True Love Defeats All Obstacles

Can love truly conquer all? In light of the shocking split of Nicole Kidman and Tom Cruise, I would say it is not very probable that love can endure for a lifetime.

With the news of their impending divorce, my hopes for enduring love were dashed and my faith was shattered. They were married for 11 years and still appeared so much in love. They were the marriage “”dream team”” that, in my mind, was going to prove that love could endure any obstacle and conquer all.

But news of their breakup brought a host of doubts. The high-profile split was the reason I began my quest to discover why. Why are more than fifty percent of marriages ending in divorce? Why isn’t love enduring? Why, why, why?

The biggest problem I see is that marriage does not come equipped with a handbook on how to make it work. Instead, our perspective of marriage is deeply entrenched in society’s views on what marriage should and should not be.

It is clear to me that modern society views divorce as an everyday function, yet in my grandparents’ generation, divorce was not accepted. It was deemed wrong and only viewed as the last resort. That there were fewer divorces in my grandparents’ era doesn’t mean that people loved each other more, but that they were constrained by society’s expectations to make the effort to work through marital problems.

Now it is accepted as normal for people to fall in and out of love and that divorce is just an expected outcome. The attempt to try to fix the marriage isn’t considered as normal as racing to a divorce attorney to be the one who files first. It has become accepted that since people are bound to change, things are not expected to last and that marriage does not necessarily need to last either.

So I pose this question: Why has our society’s view of marriage changed so drastically within only a few decades?

The possible answer is that our society has become consumed with the idea of being happy, that there is an ultimate state of happiness just within our reach once we have that perfect relationship, car or job.
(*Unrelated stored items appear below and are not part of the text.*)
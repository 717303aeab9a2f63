// Copyright 2026 the Overlay Authors
// SPDX-License-Identifier: Apache-2.0 OR MIT

//! Layer and element identity types.

use core::fmt;
use core::sync::atomic::{AtomicU32, Ordering};

/// Sentinel value indicating "no layer" or "no element" in raw id fields.
pub const INVALID: u32 = u32::MAX;

static NEXT_LAYER: AtomicU32 = AtomicU32::new(0);
static NEXT_ELEMENT: AtomicU32 = AtomicU32::new(0);

/// A handle identifying one [`OverlayLayer`](super::OverlayLayer).
///
/// Elements store this handle as their back-reference. It names the layer
/// without keeping it alive.
#[derive(Clone, Copy, PartialEq, Eq, Hash)]
pub struct LayerId(pub(crate) u32);

impl LayerId {
    /// Allocates a process-unique layer id.
    pub(crate) fn next() -> Self {
        Self(allocate(&NEXT_LAYER))
    }

    /// Returns the raw id (for diagnostics only).
    #[inline]
    #[must_use]
    pub const fn raw(self) -> u32 {
        self.0
    }
}

impl fmt::Debug for LayerId {
    fn fmt(&self, f: &mut fmt::Formatter<'_>) -> fmt::Result {
        write!(f, "LayerId({})", self.0)
    }
}

/// A handle identifying one overlay element.
///
/// Allocated when an element's [`Attachment`](crate::element::Attachment) is created,
/// so two distinct elements never compare equal.
#[derive(Clone, Copy, PartialEq, Eq, PartialOrd, Ord, Hash)]
pub struct ElementId(pub(crate) u32);

impl ElementId {
    pub(crate) fn next() -> Self {
        Self(allocate(&NEXT_ELEMENT))
    }

    /// Returns the raw id (for diagnostics only).
    #[inline]
    #[must_use]
    pub const fn raw(self) -> u32 {
        self.0
    }
}

impl fmt::Debug for ElementId {
    fn fmt(&self, f: &mut fmt::Formatter<'_>) -> fmt::Result {
        write!(f, "ElementId({})", self.0)
    }
}

/// Hands out the next id, never yielding [`INVALID`].
///
/// The counter saturates at [`INVALID`], so exhaustion is permanent and an
/// id is never handed out twice.
///
/// # Panics
///
/// Panics once the id space is exhausted.
fn allocate(counter: &AtomicU32) -> u32 {
    match counter.fetch_update(Ordering::Relaxed, Ordering::Relaxed, |id| {
        (id < INVALID).then(|| id + 1)
    }) {
        Ok(id) => id,
        Err(_) => panic!("id space exhausted"),
    }
}
// Copyright 2026 the Overlay Authors
// SPDX-License-Identifier: Apache-2.0 OR MIT

//! Shared test geometry.

#![allow(dead_code, reason = "not every test binary uses every helper")]

use std::sync::{Arc, Mutex};

use overlay_core::element::{Attachment, Element, Geometry};
use overlay_core::envelope::Envelope;

/// A vertex handle with a fixed envelope.
#[derive(Debug)]
pub struct Handle {
    attachment: Attachment,
    envelope: Envelope,
    style_zoom: Mutex<Option<u8>>,
}

impl Handle {
    pub fn new(envelope: Envelope) -> Arc<Self> {
        Arc::new(Self {
            attachment: Attachment::new(),
            envelope,
            style_zoom: Mutex::new(None),
        })
    }

    pub fn at(x: f64, y: f64) -> Arc<Self> {
        Self::new(Envelope::new(x, y, x + 1.0, y + 1.0))
    }

    pub fn style_zoom(&self) -> Option<u8> {
        *self.style_zoom.lock().unwrap()
    }
}

impl Element for Handle {
    fn attachment(&self) -> &Attachment {
        &self.attachment
    }

    fn as_geometry(&self) -> Option<&dyn Geometry> {
        Some(self)
    }
}

impl Geometry for Handle {
    fn internal_envelope(&self) -> Envelope {
        self.envelope
    }

    fn calculate_internal_state(&self) {}

    fn set_active_style(&self, zoom: u8) {
        *self.style_zoom.lock().unwrap() = Some(zoom);
    }
}

pub fn as_dyn(handles: &[Arc<Handle>]) -> Vec<Arc<dyn Geometry>> {
    handles
        .iter()
        .map(|h| Arc::clone(h) as Arc<dyn Geometry>)
        .collect()
}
Thus when the going gets tough, it’s no big deal. The mentality is to bail out of marriage because problems and suffering are not something we should have to put up with. After all, we are meant to be happy and to seek what makes us happy, no matter the cost.

I’m sorry to say it, but life is not one big, happy ride at a theme park. There are mountains to climb and hardships to conquer.

It is not too much to ask that this mentality of working through real-life hardships be applied to love and marriage.

What ever happened to “”for better, for worse, for richer, for poorer, in sickness and in health””? Wedding vows do not say “”in good times, but when the bad times come, it’s time to hit the road.”” They say “”in good times and in bad.””

I think this is the part everyone forgets. Love and marriage are not easy and it is not a fairy tale with a fairy-tale ending. In order to make love last, it requires work and compromise.

The outlook for everlasting love is certainly grim. People all around us are divorcing. From celebrities to people we know, we are being shown that love does not last, that it falters and breaks down when faced of obstacles and hardships.

Investing in a relationship and in the promise of everlasting love sounds scary. It is downright risky. But then again, life is unpredictable and inherently risky, so why not take the risk?

Are love and marriage worth the risk of hardship and pain? I say yes, take the risk.

What is life without making that all-important connection with another person? All the odds are stacked against enduring love, but I am still betting on love to conquer all.